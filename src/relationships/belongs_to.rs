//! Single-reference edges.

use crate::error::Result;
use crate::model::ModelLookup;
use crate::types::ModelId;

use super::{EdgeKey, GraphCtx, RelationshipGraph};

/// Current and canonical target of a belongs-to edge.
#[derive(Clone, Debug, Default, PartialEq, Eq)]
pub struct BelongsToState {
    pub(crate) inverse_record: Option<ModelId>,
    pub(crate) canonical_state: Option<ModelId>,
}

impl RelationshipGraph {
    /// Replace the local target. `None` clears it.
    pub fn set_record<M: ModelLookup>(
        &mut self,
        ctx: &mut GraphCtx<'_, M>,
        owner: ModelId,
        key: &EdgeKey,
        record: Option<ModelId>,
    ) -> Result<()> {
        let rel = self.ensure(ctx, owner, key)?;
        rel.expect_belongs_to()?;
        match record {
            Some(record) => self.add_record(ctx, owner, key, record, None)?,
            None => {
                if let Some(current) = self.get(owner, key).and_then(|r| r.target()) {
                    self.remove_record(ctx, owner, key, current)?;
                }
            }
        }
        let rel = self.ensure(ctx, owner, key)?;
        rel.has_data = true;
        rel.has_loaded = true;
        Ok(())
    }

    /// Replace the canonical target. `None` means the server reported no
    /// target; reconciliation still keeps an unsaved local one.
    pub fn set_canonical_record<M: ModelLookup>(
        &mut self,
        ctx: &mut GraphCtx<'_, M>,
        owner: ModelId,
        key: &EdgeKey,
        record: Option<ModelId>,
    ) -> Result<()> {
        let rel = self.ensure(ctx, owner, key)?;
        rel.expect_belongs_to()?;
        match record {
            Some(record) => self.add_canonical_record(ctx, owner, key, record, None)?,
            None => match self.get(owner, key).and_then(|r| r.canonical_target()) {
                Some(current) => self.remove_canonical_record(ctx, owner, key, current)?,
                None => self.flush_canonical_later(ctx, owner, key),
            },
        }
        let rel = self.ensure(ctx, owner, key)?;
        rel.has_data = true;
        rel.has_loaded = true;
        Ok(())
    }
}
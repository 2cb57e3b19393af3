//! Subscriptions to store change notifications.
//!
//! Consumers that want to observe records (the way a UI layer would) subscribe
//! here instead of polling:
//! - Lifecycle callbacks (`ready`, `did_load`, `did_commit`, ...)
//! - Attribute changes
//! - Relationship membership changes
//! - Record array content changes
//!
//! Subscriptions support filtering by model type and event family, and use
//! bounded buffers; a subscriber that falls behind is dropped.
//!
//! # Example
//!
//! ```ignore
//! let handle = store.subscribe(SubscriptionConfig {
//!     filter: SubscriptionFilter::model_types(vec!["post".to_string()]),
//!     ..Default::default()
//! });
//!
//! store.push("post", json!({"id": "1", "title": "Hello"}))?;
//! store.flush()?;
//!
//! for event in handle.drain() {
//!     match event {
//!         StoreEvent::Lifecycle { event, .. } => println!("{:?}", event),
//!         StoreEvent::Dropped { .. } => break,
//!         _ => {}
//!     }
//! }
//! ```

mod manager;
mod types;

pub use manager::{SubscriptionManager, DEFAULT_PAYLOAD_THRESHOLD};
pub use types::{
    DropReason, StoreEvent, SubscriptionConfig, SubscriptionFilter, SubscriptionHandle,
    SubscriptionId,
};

━━━━━━━━━━━━━━━━━━━━━━━━━━━━━━

# What is required:
The answer needed is a single number: how many lines in the records above hold the string "SubscriptionConfig". Please write nothing else.

# Answer box:
2